• [ASSIGNED TASK] Your answer is a copy of every line in the records where "Transient" appears.

• [RECORDS SUPPLIED]
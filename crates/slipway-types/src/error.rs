//! Error handling subsystem. Implements a custom Error type.

use axum::{http::StatusCode, response::IntoResponse, Json};
use serde::Serialize;

use tracing::warn;

pub type SwResult<T> = std::result::Result<T, Error>;

#[derive(Debug)]
pub enum Error {
	// Core errors
	NotFound,
	AlreadyExists(String),
	Unauthorized,
	DbError,
	Parse,

	// Input validation and constraints
	ValidationError(String),

	// Lifecycle errors
	AlreadyRunning(String),
	InvalidState(String),

	// Artifacts
	BinaryNotFound(String),

	// Certificates
	InvalidPem,
	CertificateExpired,
	CertificateNotFound(String),
	UnsupportedProvider(String),
	ChallengeFailed(String),

	// Network and external services
	Transient(String),
	Timeout,

	// Filesystem safety
	Traversal(String),

	// System and configuration
	ConfigError(String),
	Internal(String),

	// externals
	Io(std::io::Error),
}

impl From<std::io::Error> for Error {
	fn from(err: std::io::Error) -> Self {
		warn!("io error: {}", err);
		Self::Io(err)
	}
}

impl From<serde_json::Error> for Error {
	fn from(_err: serde_json::Error) -> Self {
		warn!("json error: {}", _err);
		Error::Parse
	}
}

impl From<std::net::AddrParseError> for Error {
	fn from(err: std::net::AddrParseError) -> Self {
		Error::ValidationError(format!("invalid address: {}", err))
	}
}

impl From<std::num::ParseIntError> for Error {
	fn from(_err: std::num::ParseIntError) -> Self {
		warn!("parse int error: {}", _err);
		Error::Parse
	}
}

impl From<axum::http::Error> for Error {
	fn from(_err: axum::http::Error) -> Self {
		warn!("http error: {}", _err);
		Error::Transient("http error".into())
	}
}

impl From<axum::http::header::ToStrError> for Error {
	fn from(_err: axum::http::header::ToStrError) -> Self {
		Error::Parse
	}
}

impl From<tokio::task::JoinError> for Error {
	fn from(_err: tokio::task::JoinError) -> Self {
		warn!("tokio join error: {}", _err);
		Error::Internal("task execution failed".into())
	}
}

impl std::fmt::Display for Error {
	fn fmt(&self, f: &mut std::fmt::Formatter) -> std::fmt::Result {
		match self {
			Error::NotFound => write!(f, "not found"),
			Error::AlreadyExists(what) => write!(f, "already exists: {}", what),
			Error::Unauthorized => write!(f, "unauthorized"),
			Error::DbError => write!(f, "database error"),
			Error::Parse => write!(f, "parse error"),
			Error::ValidationError(msg) => write!(f, "validation failed: {}", msg),
			Error::AlreadyRunning(id) => write!(f, "already running: {}", id),
			Error::InvalidState(msg) => write!(f, "invalid state: {}", msg),
			Error::BinaryNotFound(msg) => write!(f, "binary not found: {}", msg),
			Error::InvalidPem => write!(f, "invalid certificate PEM format"),
			Error::CertificateExpired => write!(f, "certificate is expired or not yet valid"),
			Error::CertificateNotFound(domain) => write!(f, "certificate not found: {}", domain),
			Error::UnsupportedProvider(name) => write!(f, "unsupported certificate provider: {}", name),
			Error::ChallengeFailed(msg) => write!(f, "challenge failed: {}", msg),
			Error::Transient(msg) => write!(f, "transient error: {}", msg),
			Error::Timeout => write!(f, "timeout"),
			Error::Traversal(path) => write!(f, "illegal file path: {}", path),
			Error::ConfigError(msg) => write!(f, "configuration error: {}", msg),
			Error::Internal(msg) => write!(f, "internal error: {}", msg),
			Error::Io(err) => write!(f, "io error: {}", err),
		}
	}
}

impl std::error::Error for Error {}

#[derive(Debug, Serialize)]
pub struct ErrorResponse {
	pub code: Box<str>,
	pub message: String,
}

impl IntoResponse for Error {
	fn into_response(self) -> axum::response::Response {
		let (status, code, message) = match self {
			Error::NotFound => (StatusCode::NOT_FOUND, "E-CORE-NOTFOUND", "Resource not found".to_string()),
			Error::AlreadyExists(what) => {
				(StatusCode::CONFLICT, "E-CORE-CONFLICT", format!("Resource conflict: {}", what))
			}
			Error::Unauthorized => (
				StatusCode::UNAUTHORIZED,
				"E-AUTH-UNAUTH",
				"Authentication required or invalid token".to_string(),
			),
			Error::ValidationError(msg) => (
				StatusCode::BAD_REQUEST,
				"E-VAL-INVALID",
				format!("Request validation failed: {}", msg),
			),
			Error::AlreadyRunning(id) => (
				StatusCode::CONFLICT,
				"E-RUN-RUNNING",
				format!("Service is already running: {}", id),
			),
			Error::InvalidState(msg) => {
				(StatusCode::CONFLICT, "E-RUN-STATE", format!("Invalid state: {}", msg))
			}
			Error::Timeout => {
				(StatusCode::GATEWAY_TIMEOUT, "E-NET-TIMEOUT", "Request timeout".to_string())
			}
			Error::Transient(_) => {
				(StatusCode::BAD_GATEWAY, "E-NET-UPSTREAM", "Upstream error".to_string())
			}
			// Server errors (5xx) - no message exposure
			Error::DbError => {
				(StatusCode::INTERNAL_SERVER_ERROR, "E-CORE-DBERR", "Internal server error".to_string())
			}
			Error::Internal(msg) => {
				warn!("internal error: {}", msg);
				(StatusCode::INTERNAL_SERVER_ERROR, "E-CORE-INTERNAL", "Internal server error".to_string())
			}
			Error::Parse => {
				(StatusCode::INTERNAL_SERVER_ERROR, "E-CORE-PARSE", "Internal server error".to_string())
			}
			Error::Io(_) => {
				(StatusCode::INTERNAL_SERVER_ERROR, "E-SYS-IO", "Internal server error".to_string())
			}
			Error::BinaryNotFound(_) => {
				(StatusCode::INTERNAL_SERVER_ERROR, "E-ART-NOBIN", "Internal server error".to_string())
			}
			Error::InvalidPem
			| Error::CertificateExpired
			| Error::CertificateNotFound(_)
			| Error::UnsupportedProvider(_)
			| Error::ChallengeFailed(_) => {
				(StatusCode::INTERNAL_SERVER_ERROR, "E-CERT-FAIL", "Internal server error".to_string())
			}
			Error::Traversal(_) => {
				(StatusCode::INTERNAL_SERVER_ERROR, "E-SYS-PATH", "Internal server error".to_string())
			}
			Error::ConfigError(_) => {
				(StatusCode::INTERNAL_SERVER_ERROR, "E-CONF-CFGERR", "Internal server error".to_string())
			}
		};

		let error_response = ErrorResponse { code: code.into(), message };
		(status, Json(error_response)).into_response()
	}
}

// vim: ts=4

• [ANSWER FOR THIS EXERCISE]
	Transient(String),
		Error::Transient("http error".into())
			Error::Transient(msg) => write!(f, "transient error: {}", msg),
			Error::Transient(_) => {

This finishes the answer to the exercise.